Happy new year. Travel safely. Don’t let the bastards get you down.

King Kong in Thongs

Summer holiday – day 1

Posted in wandering on 28 December 2005 at 15:46. Discussion closed.

Had a good drive today and have stopped just across the border in Albury for the night. Some photos have been uploaded to Flickr. More tomorrow, maybe.

On the road again

Posted in extemporanea, wandering on 28 December 2005 at 05:11. Discussion closed.

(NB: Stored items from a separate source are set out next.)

//! Opaque group handles.

use std::fmt;

use serde::{Deserialize, Serialize};

/// Identifies a group registered in a [`GroupRegistry`](crate::GroupRegistry).
///
/// Handles are allocated from a per-registry counter under the registry lock,
/// so a registry never hands out the same handle twice. Any `u64` can be
/// turned into a handle; polling one that was never issued reports
/// [`UnknownHandle`](crate::BunchError::UnknownHandle).
///
/// # Examples
///
/// ```
/// use taskbunch::GroupHandle;
///
/// let handle = GroupHandle::from(42);
/// assert_eq!(handle.get(), 42);
/// assert_eq!(handle.to_string(), "42");
/// ```
#[derive(Debug, Clone, Copy, PartialEq, Eq, PartialOrd, Ord, Hash, Serialize, Deserialize)]
#[serde(transparent)]
pub struct GroupHandle(u64);

impl GroupHandle {
    /// Returns the raw handle value.
    pub fn get(self) -> u64 {
        self.0
    }
}

impl From<u64> for GroupHandle {
    fn from(value: u64) -> Self {
        Self(value)
    }
}

impl fmt::Display for GroupHandle {
    fn fmt(&self, f: &mut fmt::Formatter<'_>) -> fmt::Result {
        write!(f, "{}", self.0)
    }
}

/// Monotonic handle source. Not synchronized; the registry owns it behind
/// its mutex.
#[derive(Debug)]
pub(crate) struct HandleAllocator {
    next: u64,
}

impl HandleAllocator {
    pub(crate) fn new() -> Self {
        Self { next: 1 }
    }

    /// Next unused handle, or `None` once the counter is exhausted.
    pub(crate) fn allocate(&mut self) -> Option<GroupHandle> {
        let next = self.next.checked_add(1)?;
        let handle = GroupHandle(self.next);
        self.next = next;
        Some(handle)
    }

    #[cfg(test)]
    pub(crate) fn starting_at(next: u64) -> Self {
        Self { next }
    }
}
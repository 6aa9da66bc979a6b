//! Retry and backoff for polling loops.
//!
//! [`RetryPolicy`] describes how long to wait between attempts; [`Backoff`]
//! tracks one loop's progress through it. [`retry`] re-runs an operation
//! only while it fails with a retryable error (see
//! [`BunchError::is_retryable`]); every other error is returned as is.

use std::future::Future;
use std::time::Duration;

use crate::error::{BunchError, Result};

/// Exponential backoff settings.
///
/// # Defaults
///
/// | Setting           | Default |
/// |-------------------|---------|
/// | `max_attempts`    | 50      |
/// | `initial_backoff` | 100ms   |
/// | `max_backoff`     | 2s      |
/// | `multiplier`      | 2.0     |
///
/// # Examples
///
/// ```
/// use std::time::Duration;
/// use taskbunch::RetryPolicy;
///
/// let policy = RetryPolicy::default();
/// assert_eq!(policy.backoff(0), Duration::from_millis(100));
/// assert_eq!(policy.backoff(1), Duration::from_millis(200));
/// assert_eq!(policy.backoff(10), Duration::from_secs(2));
/// ```
#[derive(Debug, Clone, PartialEq)]
pub struct RetryPolicy {
    /// Attempts before giving up, including the first one.
    pub max_attempts: u32,
    /// Wait after the first failed attempt.
    pub initial_backoff: Duration,
    /// Upper bound for any single wait.
    pub max_backoff: Duration,
    /// Growth factor between consecutive waits.
    pub multiplier: f64,
}

impl Default for RetryPolicy {
    fn default() -> Self {
        Self {
            max_attempts: 50,
            initial_backoff: Duration::from_millis(100),
            max_backoff: Duration::from_secs(2),
            multiplier: 2.0,
        }
    }
}

impl RetryPolicy {
    /// A policy that never retries.
    pub fn no_retry() -> Self {
        Self {
            max_attempts: 1,
            ..Self::default()
        }
    }

    /// Set the attempt budget.
    pub fn with_max_attempts(mut self, attempts: u32) -> Self {
        self.max_attempts = attempts;
        self
    }

    /// Set the first and maximum wait.
    pub fn with_backoff(mut self, initial: Duration, max: Duration) -> Self {
        self.initial_backoff = initial;
        self.max_backoff = max;
        self
    }

    /// Set the growth factor.
    pub fn with_multiplier(mut self, multiplier: f64) -> Self {
        self.multiplier = multiplier;
        self
    }

    /// Wait before retry number `retry` (0-based), capped at `max_backoff`.
    pub fn backoff(&self, retry: u32) -> Duration {
        let exponent = i32::try_from(retry).unwrap_or(i32::MAX);
        let secs = self.initial_backoff.as_secs_f64() * self.multiplier.max(1.0).powi(exponent);
        if !secs.is_finite() || secs >= self.max_backoff.as_secs_f64() {
            self.max_backoff
        } else {
            Duration::from_secs_f64(secs)
        }
    }

    /// Start tracking a fresh loop under this policy.
    pub fn start(&self) -> Backoff<'_> {
        Backoff {
            policy: self,
            failures: 0,
        }
    }
}

/// Progress of one loop through a [`RetryPolicy`].
#[derive(Debug)]
pub struct Backoff<'a> {
    policy: &'a RetryPolicy,
    failures: u32,
}

impl Backoff<'_> {
    /// Record an unsuccessful attempt and return how long to wait, or `None`
    /// once the attempt budget is spent.
    pub fn next_delay(&mut self) -> Option<Duration> {
        self.failures += 1;
        if self.failures >= self.policy.max_attempts {
            return None;
        }
        Some(self.policy.backoff(self.failures - 1))
    }

    /// Forget earlier failures, e.g. after the loop made progress.
    pub fn reset(&mut self) {
        self.failures = 0;
    }

    /// Unsuccessful attempts since the last reset.
    pub fn failures(&self) -> u32 {
        self.failures
    }
}

/// Run `operation` until it succeeds, fails with a non-retryable error, or
/// the policy's attempt budget runs out.
///
/// # Errors
///
/// - The first non-retryable error, unchanged.
/// - [`BunchError::RetriesExhausted`] wrapping the last retryable error.
pub async fn retry<T, F, Fut>(policy: &RetryPolicy, mut operation: F) -> Result<T>
where
    F: FnMut() -> Fut,
    Fut: Future<Output = Result<T>>,
{
    let mut backoff = policy.start();
    loop {
        match operation().await {
            Ok(value) => return Ok(value),
            Err(err) if err.is_retryable() => match backoff.next_delay() {
                Some(delay) => {
                    tracing::debug!(attempt = backoff.failures(), ?delay, error = %err, "retrying");
                    tokio::time::sleep(delay).await;
                },
                None => {
                    return Err(BunchError::RetriesExhausted {
                        attempts: backoff.failures(),
                        last: Box::new(err),
                    });
                },
            },
            Err(err) => return Err(err),
        }
    }
}
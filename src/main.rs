//! taskbunch: solve a list of integer pairs through bunched background tasks.
//!
//! Reads one `a b` pair per line (stdin by default), solves every pair and
//! prints one sum per line in input order.

use std::path::PathBuf;

use anyhow::{Context, Result};
use clap::{Parser, ValueEnum};
use tokio::io::AsyncReadExt;

use taskbunch::input::{parse_pairs, write_results};
use taskbunch::logging::init_tracing;
use taskbunch::{
    BalancedBatches, BatchSizePolicy, BunchConfig, Dispatcher, FixedBatches, RetryPolicy,
    SumSolver,
};

/// Solve integer pairs through bunched background tasks
#[derive(Parser)]
#[command(name = "taskbunch")]
#[command(about = "Sum integer pairs using bunched background tasks", long_about = None)]
#[command(version)]
struct Cli {
    /// File with one `a b` pair per line (defaults to stdin)
    #[arg(long, short)]
    input: Option<PathBuf>,

    /// TOML file overriding delays and limits
    #[arg(long, short)]
    config: Option<PathBuf>,

    /// Fixed bunch size instead of balanced batches
    #[arg(long)]
    batch_size: Option<usize>,

    /// Give up after this many consecutive empty polls
    #[arg(long, default_value = "50")]
    max_attempts: u32,

    /// Output format
    #[arg(long, value_enum, default_value = "text")]
    format: OutputFormat,
}

#[derive(Clone, Copy, ValueEnum)]
enum OutputFormat {
    /// One result per line
    Text,
    /// A JSON array of results
    Json,
}

#[tokio::main]
async fn main() -> Result<()> {
    init_tracing("taskbunch=info");
    let cli = Cli::parse();

    let config = match &cli.config {
        Some(path) => BunchConfig::from_file(path)?,
        None => BunchConfig::default(),
    };

    let text = match &cli.input {
        Some(path) => tokio::fs::read_to_string(path)
            .await
            .with_context(|| format!("failed to read {}", path.display()))?,
        None => {
            let mut text = String::new();
            tokio::io::stdin()
                .read_to_string(&mut text)
                .await
                .context("failed to read stdin")?;
            text
        },
    };
    let pairs = parse_pairs(&text)?;

    let batches: Box<dyn BatchSizePolicy> = match cli.batch_size {
        Some(size) => Box::new(FixedBatches::new(size)),
        None => Box::new(BalancedBatches::new(
            config.min_bunch_size,
            config.max_bunch_size,
        )),
    };
    let policy = RetryPolicy::default().with_max_attempts(cli.max_attempts);

    let dispatcher = Dispatcher::new(SumSolver, config)?;
    let outcome = dispatcher
        .solve_all(pairs, batches.as_ref(), &policy)
        .await;
    dispatcher.shutdown().await;
    let results = outcome?;

    match cli.format {
        OutputFormat::Text => write_results(std::io::stdout().lock(), &results)?,
        OutputFormat::Json => println!("{}", serde_json::to_string(&results)?),
    }
    Ok(())
}
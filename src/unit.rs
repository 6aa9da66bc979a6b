//! A single unit of work with a write-once result.

use std::fmt;

use tokio::sync::{Notify, OnceCell};

use crate::error::{BunchError, Result};
use crate::solver::Solver;

/// One submitted item plus the cell its result is written into.
///
/// The cell is written at most once. After that [`ready`](Self::ready) stays
/// `true` and every read returns the same value; before that,
/// [`get`](Self::get) waits and [`try_get`](Self::try_get) returns `None`.
pub struct WorkUnit<I, O> {
    index: usize,
    input: I,
    result: OnceCell<O>,
    written: Notify,
}

impl<I, O> WorkUnit<I, O>
where
    O: Clone,
{
    /// Create a pending unit with its index inside the owning group.
    pub fn new(index: usize, input: I) -> Self {
        Self {
            index,
            input,
            result: OnceCell::new(),
            written: Notify::new(),
        }
    }

    /// Index of this unit within its group.
    pub fn index(&self) -> usize {
        self.index
    }

    /// The submitted item.
    pub fn input(&self) -> &I {
        &self.input
    }

    /// `true` once the result has been written. Never blocks.
    pub fn ready(&self) -> bool {
        self.result.initialized()
    }

    /// The result if it has been written.
    pub fn try_get(&self) -> Option<O> {
        self.result.get().cloned()
    }

    /// Wait until the result is written and return it.
    pub async fn get(&self) -> O {
        loop {
            // Register before checking so a write between the check and the
            // await still wakes us.
            let written = self.written.notified();
            if let Some(value) = self.result.get() {
                return value.clone();
            }
            written.await;
        }
    }

    /// Run `solver` on the input and write the result.
    ///
    /// # Errors
    ///
    /// - [`BunchError::DoubleCompute`] if the result was already written.
    /// - Whatever the solver returns; the cell stays empty in that case.
    pub async fn compute<S>(&self, solver: &S) -> Result<()>
    where
        S: Solver<Input = I, Output = O> + ?Sized,
    {
        if self.ready() {
            return Err(BunchError::DoubleCompute { index: self.index });
        }
        let value = solver.solve(&self.input).await?;
        self.set(value)?;
        tracing::debug!(index = self.index, "task computed");
        Ok(())
    }

    fn set(&self, value: O) -> Result<()> {
        self.result
            .set(value)
            .map_err(|_| BunchError::DoubleCompute { index: self.index })?;
        self.written.notify_waiters();
        Ok(())
    }
}

impl<I, O> fmt::Debug for WorkUnit<I, O>
where
    I: fmt::Debug,
    O: fmt::Debug,
{
    fn fmt(&self, f: &mut fmt::Formatter<'_>) -> fmt::Result {
        f.debug_struct("WorkUnit")
            .field("index", &self.index)
            .field("input", &self.input)
            .field("result", &self.result.get())
            .finish()
    }
}
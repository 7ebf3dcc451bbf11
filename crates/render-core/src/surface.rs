use crate::error::RenderError;
use preflight_style::StandardFont;
use preflight_types::{Color, Point, Rect, Size};
use serde::{Deserialize, Serialize};

/// Horizontal anchoring of a text run relative to its x coordinate.
#[derive(Debug, Clone, Copy, PartialEq, Eq, Default, Serialize, Deserialize)]
#[serde(rename_all = "lowercase")]
pub enum TextAlign {
    #[default]
    Left,
    Right,
}

/// A page-oriented drawing target.
///
/// Coordinates are PDF points with the origin in the lower-left corner of
/// the page. Text is positioned by its baseline. A surface holds at most
/// one open page; drawing without one fails with
/// [`RenderError::PageNotStarted`].
pub trait PageSurface {
    /// Advance width of `text` set in `font` at `size` points.
    fn text_width(&self, text: &str, font: StandardFont, size: f32) -> f32;

    /// Opens a new page. An open page is finished first.
    fn new_page(&mut self, size: Size) -> Result<(), RenderError>;

    fn draw_text(
        &mut self,
        x: f32,
        y: f32,
        text: &str,
        font: StandardFont,
        size: f32,
    ) -> Result<(), RenderError>;

    /// Draws `text` so that it ends at `right_x`.
    fn draw_right_aligned_text(
        &mut self,
        right_x: f32,
        y: f32,
        text: &str,
        font: StandardFont,
        size: f32,
    ) -> Result<(), RenderError> {
        let width = self.text_width(text, font, size);
        self.draw_text(right_x - width, y, text, font, size)
    }

    fn fill_rect(&mut self, rect: Rect, color: Color) -> Result<(), RenderError>;

    fn stroke_rect(&mut self, rect: Rect, line_width: f32, color: Color) -> Result<(), RenderError>;

    fn draw_line(&mut self, from: Point, to: Point, line_width: f32, color: Color) -> Result<(), RenderError>;

    fn finish_page(&mut self) -> Result<(), RenderError>;

    /// Completes the document. Must be called exactly once, after the last
    /// page.
    fn finalize(&mut self) -> Result<(), RenderError>;
}
use crate::error::RenderError;
use crate::surface::{PageSurface, TextAlign};
use preflight_style::StandardFont;
use preflight_traits::{FontMetrics, StandardFontMetrics};
use preflight_types::{Color, Point, Rect, Size};
use serde::{Deserialize, Serialize};

/// A positioned drawing instruction.
#[derive(Debug, Clone, PartialEq, Serialize, Deserialize)]
#[serde(tag = "type")]
pub enum PageElement {
    Text {
        x: f32,
        y: f32,
        text: String,
        font: StandardFont,
        size: f32,
        align: TextAlign,
    },
    FillRect {
        rect: Rect,
        color: Color,
    },
    StrokeRect {
        rect: Rect,
        line_width: f32,
        color: Color,
    },
    Line {
        from: Point,
        to: Point,
        line_width: f32,
        color: Color,
    },
}

#[derive(Debug, Clone, Default, PartialEq, Serialize, Deserialize)]
pub struct Page {
    pub elements: Vec<PageElement>,
}

impl Page {
    /// Text runs on this page, in drawing order.
    pub fn texts(&self) -> impl Iterator<Item = &str> {
        self.elements.iter().filter_map(|e| match e {
            PageElement::Text { text, .. } => Some(text.as_str()),
            _ => None,
        })
    }
}

/// The finished page description.
#[derive(Debug, Clone, Default, PartialEq, Serialize, Deserialize)]
pub struct PaginatedDocument {
    pub page_size: Size,
    pub pages: Vec<Page>,
}

impl PaginatedDocument {
    pub fn page_count(&self) -> usize {
        self.pages.len()
    }

    /// Draws every recorded page onto another surface. The target is not
    /// finalized.
    pub fn replay<S: PageSurface + ?Sized>(&self, surface: &mut S) -> Result<(), RenderError> {
        for page in &self.pages {
            surface.new_page(self.page_size)?;
            for element in &page.elements {
                match element {
                    PageElement::Text {
                        x,
                        y,
                        text,
                        font,
                        size,
                        align: TextAlign::Left,
                    } => surface.draw_text(*x, *y, text, *font, *size)?,
                    PageElement::Text {
                        x,
                        y,
                        text,
                        font,
                        size,
                        align: TextAlign::Right,
                    } => surface.draw_right_aligned_text(*x, *y, text, *font, *size)?,
                    PageElement::FillRect { rect, color } => surface.fill_rect(*rect, *color)?,
                    PageElement::StrokeRect {
                        rect,
                        line_width,
                        color,
                    } => surface.stroke_rect(*rect, *line_width, *color)?,
                    PageElement::Line {
                        from,
                        to,
                        line_width,
                        color,
                    } => surface.draw_line(*from, *to, *line_width, *color)?,
                }
            }
            surface.finish_page()?;
        }
        Ok(())
    }
}

/// A surface that keeps every drawing instruction in memory.
#[derive(Debug, Clone, Default)]
pub struct RecordingSurface<M = StandardFontMetrics> {
    metrics: M,
    document: PaginatedDocument,
    current: Option<Page>,
    finalized: bool,
}

impl RecordingSurface<StandardFontMetrics> {
    pub fn new() -> Self {
        Self::with_metrics(StandardFontMetrics::new())
    }
}

impl<M: FontMetrics> RecordingSurface<M> {
    pub fn with_metrics(metrics: M) -> Self {
        Self {
            metrics,
            document: PaginatedDocument::default(),
            current: None,
            finalized: false,
        }
    }

    pub fn document(&self) -> &PaginatedDocument {
        &self.document
    }

    pub fn into_document(self) -> PaginatedDocument {
        self.document
    }

    pub fn is_finalized(&self) -> bool {
        self.finalized
    }

    fn push(&mut self, element: PageElement) -> Result<(), RenderError> {
        if self.finalized {
            return Err(RenderError::AlreadyFinalized);
        }
        let page = self.current.as_mut().ok_or(RenderError::PageNotStarted)?;
        page.elements.push(element);
        Ok(())
    }
}

impl<M: FontMetrics> PageSurface for RecordingSurface<M> {
    fn text_width(&self, text: &str, font: StandardFont, size: f32) -> f32 {
        self.metrics.text_width(text, font, size)
    }

    fn new_page(&mut self, size: Size) -> Result<(), RenderError> {
        if self.finalized {
            return Err(RenderError::AlreadyFinalized);
        }
        if self.current.is_some() {
            self.finish_page()?;
        }
        self.document.page_size = size;
        self.current = Some(Page::default());
        Ok(())
    }

    fn draw_text(&mut self, x: f32, y: f32, text: &str, font: StandardFont, size: f32) -> Result<(), RenderError> {
        self.push(PageElement::Text {
            x,
            y,
            text: text.to_string(),
            font,
            size,
            align: TextAlign::Left,
        })
    }

    fn draw_right_aligned_text(
        &mut self,
        right_x: f32,
        y: f32,
        text: &str,
        font: StandardFont,
        size: f32,
    ) -> Result<(), RenderError> {
        self.push(PageElement::Text {
            x: right_x,
            y,
            text: text.to_string(),
            font,
            size,
            align: TextAlign::Right,
        })
    }

    fn fill_rect(&mut self, rect: Rect, color: Color) -> Result<(), RenderError> {
        self.push(PageElement::FillRect { rect, color })
    }

    fn stroke_rect(&mut self, rect: Rect, line_width: f32, color: Color) -> Result<(), RenderError> {
        self.push(PageElement::StrokeRect {
            rect,
            line_width,
            color,
        })
    }

    fn draw_line(&mut self, from: Point, to: Point, line_width: f32, color: Color) -> Result<(), RenderError> {
        self.push(PageElement::Line {
            from,
            to,
            line_width,
            color,
        })
    }

    fn finish_page(&mut self) -> Result<(), RenderError> {
        if self.finalized {
            return Err(RenderError::AlreadyFinalized);
        }
        let page = self.current.take().ok_or(RenderError::PageNotStarted)?;
        self.document.pages.push(page);
        Ok(())
    }

    fn finalize(&mut self) -> Result<(), RenderError> {
        if self.finalized {
            return Err(RenderError::AlreadyFinalized);
        }
        if self.current.is_some() {
            self.finish_page()?;
        }
        self.finalized = true;
        log::debug!("Recorded {} pages", self.document.page_count());
        Ok(())
    }
}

In a few hours’ time Brent and I will load up the ute with camping gear and head off for our holiday. We’ll fang it up to Albury today, then take the long way around to arrive in Sydney on Friday. Two nights in Sydney (Brent’s birthday and New Year’s Eve) then to Wollongong on 1 January for my mum’s 80th birthday party. After that, we’ll look for a camping spot to settle for a couple of weeks.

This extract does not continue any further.